For one of the patients in the study, the results were pretty extraordinary. Michael Stornetta, 71, has had a disease called follicular lymphoma for about five years, and several different treatments had failed to control it. He entered the study about a year ago at Stanford University, one of 10 centres involved.

“The lab rats, I consider myself one,” he said. “It’s very gratifying to know I’m able to do this and hopefully this drug becomes very successful in treating other types of cancer, including the kind I have. I feel like I’m kind of giving something back to humanity.”

At the start of the trial, 10 to 15 spots lit up on his PET scan, indicating cancer.

Now, he said: “When I look at the new scan, they’re gone, except for one tiny spot, and they don’t think it’s cancerous, maybe just a residue of dead cancer.”

He is still being treated, and will probably continue it for a total of two years.

“I don’t know that I’ll ever be able to say I’m 100 percent cancer free, but I know the results are certainly pointing in that direction. Whether it comes back or not, who knows? I’m gratified to know it’s where it is right now.”

The work on macrophages and T-cells is based on the same underlying idea: Cancer sometimes tricks these defenders, by flipping an “off” switch that the body normally uses to keep immune cells from attacking healthy tissue.

Checkpoint inhibitors block the “off” switch, freeing T-cells to go after cancer. The first such drug, ipilimumab (brand name Yervoy) was approved in 2011; the next, nivolumab (Opdivo) in 2014; and since then about a half-dozen more have come to market.
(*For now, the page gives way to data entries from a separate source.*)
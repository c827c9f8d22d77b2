//! Rig configuration, read once at startup from a TOML file.
//!
//! Every section is optional; anything left out falls back to the values the
//! rig was calibrated with.

use std::{fs, path::Path, time::Duration};

use chessarm::{Orientation, RobotPose};
use serde::Deserialize;

use crate::{board::CalibrationCorners, error::Error};

#[derive(Debug, Clone, Default, Deserialize)]
#[serde(default, deny_unknown_fields)]
pub struct Config {
    pub serial: SerialConfig,
    pub corners: CalibrationCorners,
    pub poses: NamedPoses,
    pub timing: Timing,
    pub speeds: Speeds,
}

impl Config {
    pub fn load<P: AsRef<Path>>(path: P) -> Result<Self, Error> {
        let path = path.as_ref();
        let content = fs::read_to_string(path)
            .map_err(|e| Error::Config(format!("reading {}: {e}", path.display())))?;
        let config = Self::parse(&content)?;
        tracing::debug!(path = %path.display(), "loaded configuration");
        Ok(config)
    }

    pub fn parse(content: &str) -> Result<Self, Error> {
        let config: Config = toml::from_str(content).map_err(|e| Error::Config(e.to_string()))?;
        config.validate()?;
        Ok(config)
    }

    pub fn validate(&self) -> Result<(), Error> {
        if self.corners.is_degenerate() {
            return Err(Error::Config(
                "calibration corners are collinear, cannot interpolate".to_owned(),
            ));
        }
        if self.serial.baud_rate == 0 {
            return Err(Error::Config("baud_rate must be positive".to_owned()));
        }
        let t = &self.timing;
        for (name, secs) in [
            ("robot_ack_timeout", t.robot_ack_timeout),
            ("gripper_delay", t.gripper_delay),
            ("grip_settle", t.grip_settle),
            ("grip_hold", t.grip_hold),
            ("castle_settle", t.castle_settle),
            ("drop_settle", t.drop_settle),
        ] {
            Duration::try_from_secs_f64(secs)
                .map_err(|e| Error::Config(format!("timing.{name} = {secs}: {e}")))?;
        }
        Ok(())
    }
}

#[derive(Debug, Clone, Deserialize)]
#[serde(default, deny_unknown_fields)]
pub struct SerialConfig {
    pub robot_port: String,
    pub gripper_port: String,
    pub baud_rate: u32,
}

impl Default for SerialConfig {
    fn default() -> Self {
        SerialConfig {
            robot_port: "/dev/ttyUSB0".to_owned(),
            gripper_port: "/dev/ttyUSB1".to_owned(),
            baud_rate: 9600,
        }
    }
}

const PARKED: Orientation = Orientation {
    rz: 0.018,
    ry: 180.0,
    rx: 0.016,
};

/// The fixed poses the arm travels through between board moves.
#[derive(Debug, Clone, Copy, Deserialize)]
#[serde(default, deny_unknown_fields)]
pub struct NamedPoses {
    /// Waypoint used to clear the pieces on long moves.
    pub temp: RobotPose,
    /// Where the arm rests between moves.
    pub home: RobotPose,
    /// Above the box captured pieces are dropped into.
    #[serde(rename = "box")]
    pub bin: RobotPose,
}

impl Default for NamedPoses {
    fn default() -> Self {
        NamedPoses {
            temp: RobotPose::new(286.878, 200.064, 433.7, 40).with_orientation(PARKED),
            home: RobotPose::new(286.878, 0.064, 433.7, 40).with_orientation(PARKED),
            bin: RobotPose::new(331.169, -178.241, 240.0, 40).with_orientation(Orientation {
                rz: 0.077,
                ry: 180.0,
                rx: 0.069,
            }),
        }
    }
}

/// Acknowledgement timeouts and settle pauses, in seconds.
#[derive(Debug, Clone, Copy, PartialEq, Deserialize)]
#[serde(default, deny_unknown_fields)]
pub struct Timing {
    /// Upper bound on waiting for the arm to report a finished motion.
    pub robot_ack_timeout: f64,
    /// The gripper never answers, this long is assumed to be enough.
    pub gripper_delay: f64,
    /// Before closing on a piece during a normal move or a capture.
    pub grip_settle: f64,
    /// After closing on a piece during a normal move or a capture.
    pub grip_hold: f64,
    /// Before and after closing on a piece while castling.
    pub castle_settle: f64,
    /// Above the box, before letting go of a captured piece.
    pub drop_settle: f64,
}

impl Default for Timing {
    fn default() -> Self {
        Timing {
            robot_ack_timeout: 20.0,
            gripper_delay: 0.3,
            grip_settle: 1.0,
            grip_hold: 3.0,
            castle_settle: 0.6,
            drop_settle: 1.0,
        }
    }
}

impl Timing {
    pub fn robot_ack_timeout(&self) -> Duration {
        Duration::from_secs_f64(self.robot_ack_timeout)
    }

    pub fn gripper_delay(&self) -> Duration {
        Duration::from_secs_f64(self.gripper_delay)
    }

    pub fn grip_settle(&self) -> Duration {
        Duration::from_secs_f64(self.grip_settle)
    }

    pub fn grip_hold(&self) -> Duration {
        Duration::from_secs_f64(self.grip_hold)
    }

    pub fn castle_settle(&self) -> Duration {
        Duration::from_secs_f64(self.castle_settle)
    }

    pub fn drop_settle(&self) -> Duration {
        Duration::from_secs_f64(self.drop_settle)
    }
}

/// Arm speeds for the different legs of a move.
#[derive(Debug, Clone, Copy, PartialEq, Deserialize)]
#[serde(default, deny_unknown_fields)]
pub struct Speeds {
    /// Travel above the board to a square.
    pub approach: u32,
    /// Travel above the board to a piece about to be captured.
    pub capture_approach: u32,
    /// Down onto a piece to pick it up.
    pub pick_descent: u32,
    /// Down onto the target square of a normal move.
    pub place_descent: u32,
    /// Down onto a square while castling or capturing.
    pub careful_descent: u32,
    /// Back up to travel height.
    pub lift: u32,
    /// Travel height above the board, in millimetres.
    pub safe_height: f64,
}

impl Default for Speeds {
    fn default() -> Self {
        Speeds {
            approach: 45,
            capture_approach: 30,
            pick_descent: 10,
            place_descent: 5,
            careful_descent: 8,
            lift: 20,
            safe_height: 240.0,
        }
    }
}

#[cfg(test)]
mod tests {
    use std::io::Write;

    use super::*;

    #[test]
    fn empty_file_gives_the_calibrated_rig() {
        let config = Config::parse("").unwrap();
        assert_eq!(config.corners, CalibrationCorners::default());
        assert_eq!(config.timing, Timing::default());
        assert_eq!(config.serial.baud_rate, 9600);
        assert_eq!(config.poses.home.y, 0.064);
        assert_eq!(config.poses.bin.orientation.rx, 0.069);
    }

    #[test]
    fn overrides_sections_independently() {
        let config = Config::parse(
            r#"
            [serial]
            robot_port = "/dev/ttyACM0"

            [corners]
            a1 = [510.0, -90.0]
            h1 = [510.0, 90.0]
            a8 = [310.0, -90.0]
            h8 = [310.0, 90.0]

            [poses.box]
            x = 330.0
            y = -180.0
            z = 250.0
            speed = 35
            orientation = { rz = 0.0, ry = 180.0, rx = 0.0 }

            [timing]
            robot_ack_timeout = 5.0
            "#,
        )
        .unwrap();
        assert_eq!(config.serial.robot_port, "/dev/ttyACM0");
        assert_eq!(config.serial.gripper_port, "/dev/ttyUSB1");
        assert_eq!(config.corners.a1.x, 510.0);
        assert_eq!(config.poses.bin.speed, 35);
        assert_eq!(config.poses.temp, NamedPoses::default().temp);
        assert_eq!(config.timing.robot_ack_timeout(), Duration::from_secs(5));
        assert_eq!(config.timing.gripper_delay(), Duration::from_millis(300));
    }

    #[test]
    fn rejects_collinear_corners() {
        let err = Config::parse(
            r#"
            [corners]
            a1 = [0.0, 0.0]
            h1 = [0.0, 1.0]
            a8 = [0.0, 2.0]
            h8 = [0.0, 3.0]
            "#,
        )
        .unwrap_err();
        assert!(matches!(err, Error::Config(_)));
    }

    #[test]
    fn rejects_durations_that_do_not_fit() {
        for bad in ["1e20", "-0.5", "nan", "inf"] {
            let toml = format!("[timing]\nrobot_ack_timeout = {bad}\n");
            let err = Config::parse(&toml).unwrap_err();
            assert!(matches!(err, Error::Config(msg) if msg.contains("robot_ack_timeout")));
        }
        let config = Config::parse("[timing]\ncastle_settle = 0.0\n").unwrap();
        assert_eq!(config.timing.castle_settle(), Duration::ZERO);
    }

    #[test]
    fn rejects_unknown_keys() {
        assert!(Config::parse("[timing]\nrobot_timeout = 3.0\n").is_err());
        let corners = r#"
            [corners]
            a1 = [500.0, -95.0]
            h1 = [500.0, 95.0]
            a8 = [300.0, -85.0]
            h8 = [295.0, 105.0]
            "#;
        assert!(Config::parse(corners).is_ok());
        let stray = format!("{corners}a0 = [510.0, -95.0]\n");
        assert!(matches!(Config::parse(&stray), Err(Error::Config(_))));
    }

    #[test]
    fn loads_from_disk() {
        let mut file = tempfile::NamedTempFile::new().unwrap();
        writeln!(file, "[speeds]\napproach = 60").unwrap();
        let config = Config::load(file.path()).unwrap();
        assert_eq!(config.speeds.approach, 60);
        assert_eq!(config.speeds.lift, 20);

        assert!(matches!(
            Config::load(file.path().with_extension("missing")),
            Err(Error::Config(_))
        ));
    }
}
Two researchers who identified checkpoints on T-cells, and whose work led to the checkpoint inhibitors, shared this year’s Nobel Prize in physiology or medicine.

One of them, James Allison, from the MD Anderson Cancer Center in Houston, said the next steps are to discover ways to make immunotherapy work for more patients.
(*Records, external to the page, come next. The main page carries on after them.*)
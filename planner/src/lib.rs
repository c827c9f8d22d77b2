pub mod app;
pub mod arm;
pub mod board;
pub mod chess;
pub mod config;
pub mod error;
pub mod moves;
pub mod termdev;
use std::io::{BufRead, Write};

use anyhow::Context;

use crate::{
    arm::Transport,
    error::Error,
    moves::{Choreographer, MoveKind, MoveRequest},
};

/// A line typed at the prompt.
#[derive(Clone, Copy, PartialEq, Eq, Debug)]
pub enum Input {
    Quit,
    Move(MoveRequest),
}

/// `q` quits, `e2e4` is a plain move, `x d4e5` a capture and `c e1g1` a castle.
pub fn parse_input(line: &str) -> Result<Input, Error> {
    let line = line.trim();
    if line.eq_ignore_ascii_case("q") {
        return Ok(Input::Quit);
    }
    let (kind, notation) = match line.split_once(char::is_whitespace) {
        Some((p, rest)) if p.eq_ignore_ascii_case("x") => (MoveKind::Capture, rest),
        Some((p, rest)) if p.eq_ignore_ascii_case("c") => (MoveKind::Castle, rest),
        _ => (MoveKind::Normal, line),
    };
    let request: MoveRequest = notation.parse()?;
    Ok(Input::Move(request.with_kind(kind)))
}

/// Reads moves from `input` until `q` or end of input and plays them.
///
/// Bad input is reported and the prompt comes back. Serial failures end the session.
pub fn run<T: Transport>(
    choreographer: &mut Choreographer<T>,
    input: impl BufRead,
    mut out: impl Write,
) -> anyhow::Result<()> {
    writeln!(out, "=== chess arm ===")?;
    writeln!(out, "enter a move (e2e4, x d4e5 to capture, c e1g1 to castle), q to quit")?;

    let mut lines = input.lines();
    loop {
        write!(out, "move> ")?;
        out.flush()?;
        let Some(line) = lines.next() else {
            writeln!(out)?;
            break;
        };
        match parse_input(&line?) {
            Ok(Input::Quit) => {
                writeln!(out, "bye")?;
                break;
            }
            Ok(Input::Move(request)) => match choreographer.execute(request) {
                Ok(()) => {}
                Err(e @ (Error::InvalidSquare(_) | Error::Encoding(_))) => {
                    writeln!(out, "move aborted: {e}")?
                }
                Err(e) => return Err(e).with_context(|| format!("playing {request}")),
            },
            Err(Error::MalformedMoveInput(_)) => writeln!(out, "format error, example: e2e4")?,
            Err(e) => writeln!(out, "{e}")?,
        }
    }
    Ok(())
}

#[cfg(test)]
mod tests {
    use super::*;
    use crate::{arm::DryRunTransport, chess::Square, config::Config};

    fn session(input: &str) -> (Choreographer<DryRunTransport>, String) {
        let mut choreographer = Choreographer::new(DryRunTransport::new(), &Config::default());
        let mut out = Vec::new();
        run(&mut choreographer, input.as_bytes(), &mut out).unwrap();
        (choreographer, String::from_utf8(out).unwrap())
    }

    #[test]
    fn parses_prefixed_moves() {
        let Input::Move(mv) = parse_input("x d4e5").unwrap() else {
            panic!("expected a move");
        };
        assert_eq!((mv.to_string(), mv.kind), ("d4e5".to_owned(), MoveKind::Capture));

        let Input::Move(mv) = parse_input("c e1g1").unwrap() else {
            panic!("expected a move");
        };
        assert_eq!(mv.kind, MoveKind::Castle);

        let Input::Move(mv) = parse_input("X D4E5").unwrap() else {
            panic!("expected a move");
        };
        assert_eq!((mv.to_string(), mv.kind), ("d4e5".to_owned(), MoveKind::Capture));

        let Input::Move(mv) = parse_input("C e8c8").unwrap() else {
            panic!("expected a move");
        };
        assert_eq!(mv.kind, MoveKind::Castle);

        assert_eq!(parse_input("Q").unwrap(), Input::Quit);
        assert!(matches!(parse_input("x e4"), Err(Error::MalformedMoveInput(_))));
    }

    #[test]
    fn quit_stops_reading() {
        let (choreographer, out) = session("e2e4\nq\ne7e5\n");
        assert_eq!(choreographer.last_end(), Some(Square::new(4, 3)));
        assert_eq!(choreographer.transport().sent().len(), 12);
        assert!(out.ends_with("bye\n"));
    }

    #[test]
    fn bad_lines_reprompt() {
        let (choreographer, out) = session("hello\n\ne2e9\ne2e4\n");
        assert_eq!(out.matches("format error, example: e2e4").count(), 2);
        assert!(out.contains("invalid square"));
        assert_eq!(out.matches("move> ").count(), 5);
        assert_eq!(choreographer.last_end(), Some(Square::new(4, 3)));
    }
}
Medical teams are already chipping away at that goal, in part by combining checkpoint inhibitors with each other, or with standard chemotherapy. In recent months, medical journals have reported that these multiple treatments have considerably prolonged survival in patients with very aggressive cancers: melanoma that had spread to the brain and a hard-to-treat type of breast cancer called triple negative.